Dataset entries
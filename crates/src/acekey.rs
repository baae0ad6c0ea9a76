use crate::label::LabeledString;
use std::collections::BTreeSet;
use std::fmt;

/// Returns true for characters that can carry an accelerator (letters and digits).
#[inline]
pub fn is_accel_char(c: char) -> bool {
    c.is_alphanumeric()
}

/// Case-folds an accelerator character. Multi-char lower forms keep their first char.
#[inline]
pub fn fold(c: char) -> char {
    c.to_lowercase().next().unwrap_or(c)
}

/// Accelerator characters already claimed by this group or enclosing ones.
/// Membership is case-insensitive.
#[derive(Debug, Clone, Default, PartialEq, Eq)]
pub struct UsedSet {
    chars: BTreeSet<char>,
}

impl UsedSet {
    pub fn new() -> Self {
        Self::default()
    }

    pub fn insert(&mut self, c: char) -> bool {
        self.chars.insert(fold(c))
    }

    pub fn contains(&self, c: char) -> bool {
        self.chars.contains(&fold(c))
    }

    pub fn len(&self) -> usize {
        self.chars.len()
    }

    pub fn is_empty(&self) -> bool {
        self.chars.is_empty()
    }

    pub fn iter(&self) -> impl Iterator<Item = char> + '_ {
        self.chars.iter().copied()
    }
}

impl FromIterator<char> for UsedSet {
    fn from_iter<I: IntoIterator<Item = char>>(iter: I) -> Self {
        let mut set = UsedSet::new();
        for c in iter {
            set.insert(c);
        }
        set
    }
}

impl fmt::Display for UsedSet {
    fn fmt(&self, f: &mut fmt::Formatter<'_>) -> fmt::Result {
        let s: String = self.chars.iter().collect();
        write!(f, "{s}")
    }
}

/// Assign at most one accelerator per label so that no two labels of `group`
/// share one and none reuses a character of `used`.
///
/// Greedy: each round the highest remaining bid across the group wins; ties go
/// to the earlier label. Winners are added to `used`. Runs at most
/// `group.len()` rounds and returns how many labels got an accelerator.
pub fn find_accelerators(group: &mut [LabeledString], used: &mut UsedSet) -> usize {
    for label in group.iter_mut() {
        label.set_assigned(None);
    }

    let mut resolved = vec![false; group.len()];
    let mut taken = 0usize;
    for _ in 0..group.len() {
        let mut best: Option<(i32, usize, usize)> = None;
        for (i, label) in group.iter().enumerate() {
            if resolved[i] {
                continue;
            }
            if let (score, Some(pos)) = label.max_weight(used) {
                if best.map_or(true, |(max, _, _)| score > max) {
                    best = Some((score, i, pos));
                }
            }
        }

        // nothing positive left anywhere
        let Some((score, index, pos)) = best else {
            break;
        };

        let winner = &mut group[index];
        winner.set_assigned(Some(pos));
        if let Some(c) = winner.accelerator() {
            used.insert(c);
            log::debug!(
                "accelerator '{c}' -> '{}' (score {score})",
                winner.display_text()
            );
        }
        resolved[index] = true;
        taken += 1;
    }
    taken
}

#### WORK REQUEST:
Which lines of the records above hold the word "LabeledString"? Copy each of them.

#### TASK RESULT:
use crate::label::LabeledString;
pub fn find_accelerators(group: &mut [LabeledString], used: &mut UsedSet) -> usize {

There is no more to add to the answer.